Por Mario De Gasperín Gasperín, obispo emérito de Querétaro

Jesús acaba de multiplicar los panes y de dar de comer a más de cinco mil hombres; los discípulos han trabajado duro para repartir los panes y los peces, y la gente emocionada quiere “hacerlo rey”, ambición conocida de políticos tanto de ayer como de hoy.

Jesús reacciona con determinación. Sorprende la casi violencia de su actuar: “ordena” a los discípulos subir a la barca y desembarcar en la otra orilla. No quiere que participen de la aclamación popular, y se apresura a despedir a la multitud. Él se retira a la cumbre de la montaña, en plena soledad, a dialogar con su Padre. No importa su cansancio ni el de los discípulos ni la peligrosidad de la travesía a esa hora. Todo parece desenvolverse con la prisa por salir de esa incómoda situación. Algo grave puede pasar.

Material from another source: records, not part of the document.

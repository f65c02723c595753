//! Curvgrid
//!
//! Metric tensors, Christoffel symbols of the second kind and L-coefficients at the nodes of
//! structured 2D and 3D grids, either rectangular or generated by a transfinite mapping.
#![cfg_attr(feature = "strict", deny(warnings))]
#![warn(missing_docs)]

pub mod grid;
pub mod linalg;
pub mod metrics;
pub mod shapes;
pub mod traits;
pub mod types;

pub use grid::{GridOptions, StructuredGrid};
pub use metrics::{Metrics, SecondDerivatives};
pub use types::{GridError, Result};
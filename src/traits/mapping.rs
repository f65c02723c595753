//! Map from reference to physical space.

use crate::linalg::MAX_DIM;
use crate::metrics::SecondDerivatives;
use crate::types::RealScalar;

/// Position and derivatives of a mapping at a reference point
#[derive(Debug, Clone, Copy, PartialEq)]
pub struct MapEvaluation<T: RealScalar> {
    /// Physical position; entries beyond the dimension are zero
    pub x: [T; MAX_DIM],
    /// `dxdu[a]` is the derivative `dx/du_a`
    pub dxdu: [[T; MAX_DIM]; MAX_DIM],
    /// Second derivatives; `None` marks a homogeneous point
    pub ddxdu: Option<SecondDerivatives<T>>,
}

pub trait Mapping: Sync {
    //! Transfinite mapping from reference coordinates to physical coordinates

    /// Scalar type
    type T: RealScalar;

    /// The dimension of both the reference and the physical space
    fn dim(&self) -> usize;

    /// Evaluate the position and its first derivatives at `u`
    ///
    /// If `second_derivatives` is true, implementations that have curvature information must also
    /// fill `ddxdu`. Returning `None` there declares the point homogeneous.
    fn evaluate(&self, u: &[Self::T], second_derivatives: bool) -> MapEvaluation<Self::T>;
}
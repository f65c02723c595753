//! Per-node metric queries on a structured lattice

use crate::linalg::SmallMatrix;
use crate::metrics::Metrics;
use crate::types::RealScalar;

pub trait MetricField {
    //! A structured lattice that stores [`Metrics`] at each node
    //!
    //! Nodes are addressed by the lattice index `(i, j, k)`; 2D lattices use `k = 0`.

    /// Scalar type
    type T: RealScalar;

    /// The dimension of the lattice
    fn ndim(&self) -> usize;

    /// The metrics stored at node `(i, j, k)`
    ///
    /// # Panics
    /// Panics if the node is outside the lattice.
    fn metrics(&self, i: usize, j: usize, k: usize) -> &Metrics<Self::T>;

    /// Reference coordinates of node `(i, j, k)`
    fn u(&self, i: usize, j: usize, k: usize) -> &[Self::T] {
        self.metrics(i, j, k).u()
    }

    /// Physical coordinates of node `(i, j, k)`
    fn x(&self, i: usize, j: usize, k: usize) -> &[Self::T] {
        self.metrics(i, j, k).x()
    }

    /// Covariant basis vector `g_dim` at node `(i, j, k)`, `None` if `dim` is not below [`Self::ndim`]
    fn covar_basis(&self, i: usize, j: usize, k: usize, dim: usize) -> Option<&[Self::T]> {
        self.metrics(i, j, k).covariant_basis(dim)
    }

    /// Covariant metric `g_ij` at node `(i, j, k)`
    fn covar_matrix(&self, i: usize, j: usize, k: usize) -> &SmallMatrix<Self::T> {
        self.metrics(i, j, k).covariant_metric()
    }

    /// Contravariant metric `g^ij` at node `(i, j, k)`
    fn contra_matrix(&self, i: usize, j: usize, k: usize) -> &SmallMatrix<Self::T> {
        self.metrics(i, j, k).contravariant_metric()
    }

    /// Determinant of the covariant metric at node `(i, j, k)`
    fn det_covar_matrix(&self, i: usize, j: usize, k: usize) -> Self::T {
        self.metrics(i, j, k).det_covariant_metric()
    }

    /// Christoffel symbol `Γ^a_bc` at node `(i, j, k)`
    ///
    /// `None` if the node is homogeneous or an index is not below [`Self::ndim`].
    fn gamma_s(
        &self,
        i: usize,
        j: usize,
        k: usize,
        a: usize,
        b: usize,
        c: usize,
    ) -> Option<Self::T> {
        self.metrics(i, j, k).gamma_s_entry(a, b, c)
    }

    /// L-coefficient `L^dim` at node `(i, j, k)`
    ///
    /// `None` if the node is homogeneous or `dim` is not below [`Self::ndim`].
    fn l_coeff(&self, i: usize, j: usize, k: usize, dim: usize) -> Option<Self::T> {
        self.metrics(i, j, k)
            .l_coefficients()
            .and_then(|l| l.get(dim).copied())
    }
}
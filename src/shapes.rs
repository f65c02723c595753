//! Definition of various mappings used to generate curvilinear grids.

mod box_map;
mod quarter_ring;

pub use box_map::BoxMap;
pub use quarter_ring::{QuarterRing2d, QuarterRing3d};
//! Structured grid

use super::boundary::{boundary_nodes, Boundary};
use super::options::GridOptions;
use crate::linalg::MAX_DIM;
use crate::metrics::{check_dim, Metrics};
use crate::traits::{Mapping, MetricField};
use crate::types::{GridError, RealScalar, Result};
use log::{debug, warn};
use rayon::prelude::*;

/// Evenly spaced points from `min` to `max`, both included
fn linspace<T: RealScalar>(min: T, max: T, npts: usize) -> Vec<T> {
    let step = (max - min) / T::from(npts - 1).unwrap();
    (0..npts)
        .map(|i| {
            if i + 1 == npts {
                max
            } else {
                min + T::from(i).unwrap() * step
            }
        })
        .collect()
}

/// Lattice index `(i, j, k)` of a flat index
fn lattice_index(npts: &[usize; MAX_DIM], flat: usize) -> [usize; MAX_DIM] {
    [
        flat % npts[0],
        (flat / npts[0]) % npts[1],
        flat / (npts[0] * npts[1]),
    ]
}

/// Reference coordinates of a lattice node
fn node_coordinates<T: RealScalar>(coords: &[&[T]], index: [usize; MAX_DIM]) -> [T; MAX_DIM] {
    let mut u = [T::zero(); MAX_DIM];
    for (d, c) in coords.iter().enumerate() {
        u[d] = c[index[d]];
    }
    u
}

/// Check per-dimension coordinate sets and return the number of points per dimension
fn check_coordinates<T: RealScalar>(coords: &[&[T]]) -> Result<[usize; MAX_DIM]> {
    check_dim(coords.len())?;
    let mut npts = [1; MAX_DIM];
    for (d, c) in coords.iter().enumerate() {
        if c.len() < 2 {
            return Err(GridError::TooFewPoints {
                dim: d,
                npts: c.len(),
            });
        }
        if c.iter().any(|v| !v.is_finite()) {
            return Err(GridError::NonFiniteCoordinate { dim: d });
        }
        npts[d] = c.len();
    }
    Ok(npts)
}

/// A structured 2D or 3D grid with metrics stored at every node
///
/// Node `(i, j, k)` has flat index `i + j * npts(0) + k * npts(0) * npts(1)`; 2D grids have a
/// single layer `k = 0`. Grids are either rectangular (identity mapping, homogeneous nodes) or
/// generated by a transfinite [`Mapping`].
#[derive(Debug, Clone)]
pub struct StructuredGrid<T: RealScalar> {
    ndim: usize,
    npts: [usize; MAX_DIM],
    umin: [T; MAX_DIM],
    umax: [T; MAX_DIM],
    xmin: [T; MAX_DIM],
    xmax: [T; MAX_DIM],
    metrics: Vec<Metrics<T>>,
}

impl<T: RealScalar> StructuredGrid<T> {
    /// Create a uniform rectangular grid from the bounds and number of points per dimension
    pub fn rect_uniform(min: &[T], max: &[T], npts: &[usize]) -> Result<Self> {
        Self::rect_uniform_with_options(min, max, npts, &GridOptions::default())
    }

    /// Create a uniform rectangular grid using the given options
    pub fn rect_uniform_with_options(
        min: &[T],
        max: &[T],
        npts: &[usize],
        options: &GridOptions,
    ) -> Result<Self> {
        let ndim = min.len();
        check_dim(ndim)?;
        for len in [max.len(), npts.len()] {
            if len != ndim {
                return Err(GridError::LengthMismatch {
                    expected: ndim,
                    found: len,
                });
            }
        }
        for d in 0..ndim {
            if npts[d] < 2 {
                return Err(GridError::TooFewPoints {
                    dim: d,
                    npts: npts[d],
                });
            }
            if !min[d].is_finite() || !max[d].is_finite() {
                return Err(GridError::NonFiniteCoordinate { dim: d });
            }
            if min[d] >= max[d] {
                return Err(GridError::InvalidBounds { dim: d });
            }
        }
        let coords = (0..ndim)
            .map(|d| linspace(min[d], max[d], npts[d]))
            .collect::<Vec<_>>();
        let coords = coords.iter().map(|c| c.as_slice()).collect::<Vec<_>>();
        Self::rect_set_with_options(&coords, options)
    }

    /// Create a 2D rectangular grid from the coordinates of the lattice lines
    pub fn rect_set_2d(x: &[T], y: &[T]) -> Result<Self> {
        Self::rect_set_with_options(&[x, y], &GridOptions::default())
    }

    /// Create a 3D rectangular grid from the coordinates of the lattice planes
    pub fn rect_set_3d(x: &[T], y: &[T], z: &[T]) -> Result<Self> {
        Self::rect_set_with_options(&[x, y, z], &GridOptions::default())
    }

    /// Create a rectangular grid from one coordinate set per dimension
    ///
    /// The coordinates need not be evenly spaced. Reference and physical coordinates coincide
    /// and all nodes are homogeneous.
    pub fn rect_set_with_options(coords: &[&[T]], options: &GridOptions) -> Result<Self> {
        let npts = check_coordinates(coords)?;
        let ndim = coords.len();
        let tolerance = T::from(options.singular_tolerance()).unwrap();

        let mut unit = [[T::zero(); MAX_DIM]; MAX_DIM];
        for (d, e) in unit.iter_mut().enumerate() {
            e[d] = T::one();
        }
        let basis = unit.iter().take(ndim).map(|e| &e[..ndim]).collect::<Vec<_>>();

        Self::build(ndim, npts, options, |index| {
            let u = node_coordinates(coords, index);
            Metrics::with_tolerance(&u[..ndim], &u[..ndim], &basis, None, tolerance)
        })
    }

    /// Create a 2D curvilinear grid by evaluating `map` at the reference coordinates `r × s`
    pub fn transfinite_2d<M: Mapping<T = T>>(map: &M, r: &[T], s: &[T]) -> Result<Self> {
        Self::transfinite_with_options(map, &[r, s], &GridOptions::default())
    }

    /// Create a 3D curvilinear grid by evaluating `map` at the reference coordinates `r × s × t`
    pub fn transfinite_3d<M: Mapping<T = T>>(map: &M, r: &[T], s: &[T], t: &[T]) -> Result<Self> {
        Self::transfinite_with_options(map, &[r, s, t], &GridOptions::default())
    }

    /// Create a curvilinear grid from one reference coordinate set per dimension
    ///
    /// Second derivatives are requested at every node; nodes where the mapping provides none are
    /// homogeneous.
    pub fn transfinite_with_options<M: Mapping<T = T>>(
        map: &M,
        coords: &[&[T]],
        options: &GridOptions,
    ) -> Result<Self> {
        let npts = check_coordinates(coords)?;
        let ndim = coords.len();
        if map.dim() != ndim {
            return Err(GridError::DimensionMismatch {
                expected: map.dim(),
                found: ndim,
            });
        }
        let tolerance = T::from(options.singular_tolerance()).unwrap();

        let grid = Self::build(ndim, npts, options, |index| {
            let u = node_coordinates(coords, index);
            let ev = map.evaluate(&u[..ndim], true);
            let basis = ev
                .dxdu
                .iter()
                .take(ndim)
                .map(|g| &g[..ndim])
                .collect::<Vec<_>>();
            Metrics::with_tolerance(
                &u[..ndim],
                &ev.x[..ndim],
                &basis,
                ev.ddxdu.as_ref(),
                tolerance,
            )
        })?;

        let nhomogeneous = grid.iter_metrics().filter(|m| m.is_homogeneous()).count();
        if nhomogeneous > 0 {
            warn!(
                "Mapping returned no second derivatives at {} of {} nodes; these nodes are homogeneous.",
                nhomogeneous,
                grid.size()
            );
        }
        Ok(grid)
    }

    /// Build the metrics at every node; the first failing node aborts the construction
    fn build<F: Fn([usize; MAX_DIM]) -> Result<Metrics<T>> + Sync>(
        ndim: usize,
        npts: [usize; MAX_DIM],
        options: &GridOptions,
        node: F,
    ) -> Result<Self> {
        let size = npts.iter().product::<usize>();
        let make = |flat: usize| {
            let index = lattice_index(&npts, flat);
            node(index).map_err(|e| match e {
                GridError::DegenerateMetric { u, det } => {
                    GridError::DegenerateNode { index, u, det }
                }
                e => e,
            })
        };
        let metrics = if options.parallel() {
            (0..size)
                .into_par_iter()
                .map(make)
                .collect::<Result<Vec<_>>>()?
        } else {
            (0..size).map(make).collect::<Result<Vec<_>>>()?
        };

        let mut umin = [T::zero(); MAX_DIM];
        let mut umax = [T::zero(); MAX_DIM];
        let mut xmin = [T::zero(); MAX_DIM];
        let mut xmax = [T::zero(); MAX_DIM];
        for d in 0..ndim {
            umin[d] = metrics[0].u()[d];
            umax[d] = metrics[0].u()[d];
            xmin[d] = metrics[0].x()[d];
            xmax[d] = metrics[0].x()[d];
        }
        for m in &metrics[1..] {
            for d in 0..ndim {
                umin[d] = umin[d].min(m.u()[d]);
                umax[d] = umax[d].max(m.u()[d]);
                xmin[d] = xmin[d].min(m.x()[d]);
                xmax[d] = xmax[d].max(m.x()[d]);
            }
        }

        debug!(
            "Built {}D structured grid with {:?} points ({} nodes, {} homogeneous)",
            ndim,
            &npts[..ndim],
            size,
            metrics.iter().filter(|m| m.is_homogeneous()).count()
        );

        Ok(Self {
            ndim,
            npts,
            umin,
            umax,
            xmin,
            xmax,
            metrics,
        })
    }

    /// The total number of nodes
    pub fn size(&self) -> usize {
        self.metrics.len()
    }

    /// The number of points along dimension `d`
    pub fn npts(&self, d: usize) -> usize {
        self.npts[..self.ndim][d]
    }

    /// Minimum physical coordinate along dimension `d`
    pub fn xmin(&self, d: usize) -> T {
        self.xmin[..self.ndim][d]
    }

    /// Maximum physical coordinate along dimension `d`
    pub fn xmax(&self, d: usize) -> T {
        self.xmax[..self.ndim][d]
    }

    /// Length of the physical bounding box along dimension `d`
    pub fn xlength(&self, d: usize) -> T {
        self.xmax(d) - self.xmin(d)
    }

    /// Minimum reference coordinate along dimension `d`
    pub fn umin(&self, d: usize) -> T {
        self.umin[..self.ndim][d]
    }

    /// Maximum reference coordinate along dimension `d`
    pub fn umax(&self, d: usize) -> T {
        self.umax[..self.ndim][d]
    }

    /// Physical coordinates of the node with flat index `n`
    pub fn node(&self, n: usize) -> &[T] {
        self.metrics[n].x()
    }

    /// Flat index of node `(i, j, k)`
    pub fn node_index(&self, i: usize, j: usize, k: usize) -> usize {
        assert!(
            i < self.npts[0] && j < self.npts[1] && k < self.npts[2],
            "Lattice index ({i}, {j}, {k}) out of range"
        );
        i + j * self.npts[0] + k * self.npts[0] * self.npts[1]
    }

    /// Lattice index `(i, j, k)` of the node with flat index `n`
    pub fn lattice_index(&self, n: usize) -> [usize; 3] {
        assert!(n < self.size(), "Node index {n} out of range");
        lattice_index(&self.npts, n)
    }

    /// Iterate over the metrics of all nodes in flat index order
    pub fn iter_metrics(&self) -> std::slice::Iter<'_, Metrics<T>> {
        self.metrics.iter()
    }

    fn require_dim(&self, expected: usize) -> Result<()> {
        if self.ndim == expected {
            Ok(())
        } else {
            Err(GridError::DimensionMismatch {
                expected,
                found: self.ndim,
            })
        }
    }

    /// Nodes on a 2D edge: 0 (bottom), 1 (right), 2 (top) or 3 (left)
    pub fn edge(&self, code: usize) -> Result<Vec<usize>> {
        self.require_dim(2)?;
        boundary_nodes(&self.npts[..2], Boundary::from_edge_code(code)?)
    }

    /// Nodes on a 2D edge given its tag: 10 (left), 11 (right), 20 (bottom) or 21 (top)
    pub fn edge_given_tag(&self, tag: usize) -> Result<Vec<usize>> {
        self.require_dim(2)?;
        boundary_nodes(&self.npts[..2], Boundary::from_edge_tag(tag)?)
    }

    /// Nodes on a 3D face: 0 (xmin), 1 (xmax), 2 (ymin), 3 (ymax), 4 (zmin) or 5 (zmax)
    pub fn face(&self, code: usize) -> Result<Vec<usize>> {
        self.require_dim(3)?;
        boundary_nodes(&self.npts, Boundary::from_face_code(code)?)
    }

    /// Nodes on a 3D face given its tag: 100/101 (xmin/xmax), 200/201 (y) or 300/301 (z)
    pub fn face_given_tag(&self, tag: usize) -> Result<Vec<usize>> {
        self.require_dim(3)?;
        boundary_nodes(&self.npts, Boundary::from_face_tag(tag)?)
    }

    /// Nodes on the boundary with the given edge tag (2D) or face tag (3D)
    pub fn boundary(&self, tag: usize) -> Result<Vec<usize>> {
        if self.ndim == 2 {
            self.edge_given_tag(tag)
        } else {
            self.face_given_tag(tag)
        }
    }

    /// Node coordinates of a 2D grid as arrays `xx[j][i]`, `yy[j][i]`
    pub fn meshgrid_2d(&self) -> Result<(Vec<Vec<T>>, Vec<Vec<T>>)> {
        self.require_dim(2)?;
        let component = |c: usize| -> Vec<Vec<T>> {
            (0..self.npts[1])
                .map(|j| {
                    (0..self.npts[0])
                        .map(|i| MetricField::x(self, i, j, 0)[c])
                        .collect()
                })
                .collect()
        };
        Ok((component(0), component(1)))
    }

    /// Node coordinates of a 3D grid as arrays `xx[k][j][i]`, `yy[k][j][i]`, `zz[k][j][i]`
    #[allow(clippy::type_complexity)]
    pub fn meshgrid_3d(&self) -> Result<(Vec<Vec<Vec<T>>>, Vec<Vec<Vec<T>>>, Vec<Vec<Vec<T>>>)> {
        self.require_dim(3)?;
        let component = |c: usize| -> Vec<Vec<Vec<T>>> {
            (0..self.npts[2])
                .map(|k| {
                    (0..self.npts[1])
                        .map(|j| {
                            (0..self.npts[0])
                                .map(|i| MetricField::x(self, i, j, k)[c])
                                .collect()
                        })
                        .collect()
                })
                .collect()
        };
        Ok((component(0), component(1), component(2)))
    }
}

impl<T: RealScalar> MetricField for StructuredGrid<T> {
    type T = T;

    fn ndim(&self) -> usize {
        self.ndim
    }

    fn metrics(&self, i: usize, j: usize, k: usize) -> &Metrics<T> {
        &self.metrics[self.node_index(i, j, k)]
    }
}
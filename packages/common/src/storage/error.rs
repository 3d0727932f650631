use thiserror::Error;

/// Errors raised by a document collection backend.
#[derive(Debug, Error)]
pub enum StorageError {
    /// The backend could not be reached or failed to execute the operation.
    #[error("storage backend error: {0}")]
    Backend(String),

    /// A unique key constraint rejected the write.
    #[error("duplicate unique key: {0}")]
    Duplicate(String),

    /// A stored record could not be decoded into its document type.
    #[error("corrupt record: {0}")]
    Corrupt(String),
}
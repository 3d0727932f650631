use crate::repository::Storage;
use crate::stores::{ItemStore, ReviewStore};

#[derive(Clone)]
pub struct AppState {
    pub items: ItemStore,
    pub reviews: ReviewStore,
}

impl AppState {
    /// Wire both stores over one storage backend. Reviews read items only
    /// through the item store.
    pub fn new(storage: Storage) -> Self {
        let items = ItemStore::new(storage.items);
        let reviews = ReviewStore::new(storage.reviews, items.clone());
        Self { items, reviews }
    }
}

Es verdad, Jesús tiene una preocupación mayor: Consultar lo sucedido con su Padre, y dar una enseñanza a los discípulos, especialmente a Pedro, el conductor de la barca y de tan insólita travesía. Jesús no los acompaña, sube solo a la montaña, al encuentro con Dios.

El Altísimo habita en las alturas y el hombre debe buscarlo en lo alto, en la cumbre de las montañas. Allí suele impartir lecciones para conducir a su pueblo. A Elías, Dios le tiene reservada una nueva pedagogía: descartados el huracán, el terremoto y el fuego de tiempos de Moisés, Dios está ahora en la suave brisa vespertina: Su misericordia.

Si en la montaña sopla la brisa, en el mar se encrespan las olas. Los cerdos, refugio de los demonios expulsados por Jesús del epiléptico, piden “ser arrojados al mar”, su cobertizo permanente. De estas profundidades brotan las bestias que, para el profeta Daniel, representan a los imperios enemigos de Dios. Por esos inestables terrenos navega siempre la barca de Pedro. En mar y tierra serán siempre extranjeros sus ocupantes. Pero hay “otra orilla”.

¿Y Jesús? ¿Perdido en la oración? No. Jesús está más presente en la barca que lo que experimentan sus discípulos. Jesús desaparece de nuestra vista, pero nosotros nunca desaparecemos de su mirada. La oración de Jesús ante el Padre, nos pone también a nosotros bajo su cuidado.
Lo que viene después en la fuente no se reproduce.